_What to do_
Go over the data below and say how many lines hold the word "UnknownName". Only the number is needed.

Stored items

────────────────────────────────────────

//! Enumeration types shared by the simulation, the engine and the wire
//! protocol.
//!
//! Every enum that travels as a bare string on the wire implements
//! [`FromStr`] so lenient inputs (lists of names inside a `create_node`
//! request, event names inside a `subscribe`) can be parsed entry by
//! entry without failing the whole message.

use core::str::FromStr;

use serde::{Deserialize, Serialize};

/// A name on the wire did not match any variant of the target enum.
#[derive(Debug, Clone, PartialEq, Eq, thiserror::Error)]
#[error("unknown {kind} name: {name:?}")]
pub struct UnknownName {
    /// Which enum was being parsed.
    pub kind: &'static str,
    /// The rejected input.
    pub name: String,
}

impl UnknownName {
    fn new(kind: &'static str, name: &str) -> Self {
        Self {
            kind,
            name: name.to_owned(),
        }
    }
}

// ---------------------------------------------------------------------------
// Node capabilities
// ---------------------------------------------------------------------------

/// A sensor a node may declare.
#[derive(Debug, Clone, Copy, PartialEq, Eq, PartialOrd, Ord, Hash, Serialize, Deserialize)]
#[serde(rename_all = "snake_case")]
pub enum SensorKind {
    /// Air temperature in degrees Celsius.
    Temperature,
    /// Relative humidity in percent.
    Humidity,
    /// Illuminance in lux.
    Light,
    /// Soil/nutrient solution acidity.
    Ph,
}

impl SensorKind {
    /// All sensor kinds in wire order.
    pub const ALL: [Self; 4] = [Self::Temperature, Self::Humidity, Self::Light, Self::Ph];

    /// The wire name of this sensor kind.
    pub const fn as_str(self) -> &'static str {
        match self {
            Self::Temperature => "temperature",
            Self::Humidity => "humidity",
            Self::Light => "light",
            Self::Ph => "ph",
        }
    }
}

impl FromStr for SensorKind {
    type Err = UnknownName;

    fn from_str(s: &str) -> Result<Self, Self::Err> {
        Self::ALL
            .into_iter()
            .find(|kind| kind.as_str().eq_ignore_ascii_case(s.trim()))
            .ok_or_else(|| UnknownName::new("sensor", s))
    }
}

/// An actuator a node may declare.
#[derive(Debug, Clone, Copy, PartialEq, Eq, PartialOrd, Ord, Hash, Serialize, Deserialize)]
#[serde(rename_all = "snake_case")]
pub enum ActuatorKind {
    /// Ventilation fan.
    Fan,
    /// Irrigation pump.
    WaterPump,
    /// CO2 generator.
    Co2,
    /// Motorised roof window.
    Window,
}

impl ActuatorKind {
    /// All actuator kinds in wire order.
    pub const ALL: [Self; 4] = [Self::Fan, Self::WaterPump, Self::Co2, Self::Window];

    /// The wire name of this actuator kind.
    pub const fn as_str(self) -> &'static str {
        match self {
            Self::Fan => "fan",
            Self::WaterPump => "water_pump",
            Self::Co2 => "co2",
            Self::Window => "window",
        }
    }
}

impl FromStr for ActuatorKind {
    type Err = UnknownName;

    fn from_str(s: &str) -> Result<Self, Self::Err> {
        Self::ALL
            .into_iter()
            .find(|kind| kind.as_str().eq_ignore_ascii_case(s.trim()))
            .ok_or_else(|| UnknownName::new("actuator", s))
    }
}

/// Opening of the roof window.
///
/// Drives how strongly the greenhouse exchanges heat and moisture with
/// the outside air.
#[derive(Debug, Clone, Copy, Default, PartialEq, Eq, Hash, Serialize, Deserialize)]
#[serde(rename_all = "SCREAMING_SNAKE_CASE")]
pub enum WindowLevel {
    /// Fully closed, no exchange with the outside.
    #[default]
    #[serde(alias = "closed")]
    Closed,
    /// Half open.
    #[serde(alias = "half")]
    Half,
    /// Fully open.
    #[serde(alias = "open")]
    Open,
}

impl WindowLevel {
    /// Fraction of full outside-air exchange this opening allows.
    pub const fn openness(self) -> f64 {
        match self {
            Self::Closed => 0.0,
            Self::Half => 0.5,
            Self::Open => 1.0,
        }
    }

    /// The wire name of this level.
    pub const fn as_str(self) -> &'static str {
        match self {
            Self::Closed => "CLOSED",
            Self::Half => "HALF",
            Self::Open => "OPEN",
        }
    }
}

impl FromStr for WindowLevel {
    type Err = UnknownName;

    fn from_str(s: &str) -> Result<Self, Self::Err> {
        [Self::Closed, Self::Half, Self::Open]
            .into_iter()
            .find(|level| level.as_str().eq_ignore_ascii_case(s.trim()))
            .ok_or_else(|| UnknownName::new("window level", s))
    }
}

/// Which list of a node a component belongs to.
#[derive(Debug, Clone, Copy, PartialEq, Eq, Hash, Serialize, Deserialize)]
#[serde(rename_all = "snake_case")]
pub enum ComponentKind {
    /// Entry of the node's sensor list.
    Sensor,
    /// Entry of the node's actuator list.
    Actuator,
}

// ---------------------------------------------------------------------------
// Events
// ---------------------------------------------------------------------------

/// Kind of unsolicited push a session can subscribe to.
#[derive(Debug, Clone, Copy, PartialEq, Eq, PartialOrd, Ord, Hash, Serialize, Deserialize)]
#[serde(rename_all = "snake_case")]
pub enum EventKind {
    /// Periodic readings of one node.
    SensorUpdate,
    /// Topology change of one node.
    NodeChange,
}

impl EventKind {
    /// All event kinds.
    pub const ALL: [Self; 2] = [Self::SensorUpdate, Self::NodeChange];

    /// The wire name of this event kind.
    pub const fn as_str(self) -> &'static str {
        match self {
            Self::SensorUpdate => "sensor_update",
            Self::NodeChange => "node_change",
        }
    }
}

impl FromStr for EventKind {
    type Err = UnknownName;

    fn from_str(s: &str) -> Result<Self, Self::Err> {
        Self::ALL
            .into_iter()
            .find(|kind| kind.as_str() == s.trim())
            .ok_or_else(|| UnknownName::new("event", s))
    }
}

/// Operation carried by a `node_change` push.
#[derive(Debug, Clone, Copy, PartialEq, Eq, Hash, Serialize, Deserialize)]
#[serde(rename_all = "snake_case")]
pub enum NodeChangeOp {
    /// A node was created.
    Added,
    /// A node's record changed.
    Updated,
    /// A node was deleted.
    Removed,
}

// ---------------------------------------------------------------------------
// Users
// ---------------------------------------------------------------------------

/// Role of a registered user.
#[derive(Debug, Clone, Copy, Default, PartialEq, Eq, Hash, Serialize, Deserialize)]
#[serde(rename_all = "snake_case")]
pub enum Role {
    /// Full control including user management.
    Admin,
    /// May change topology and drive actuators.
    Operator,
    /// Read-only access.
    #[default]
    Viewer,
}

────────────────────────────────────────

_Response to this task_
10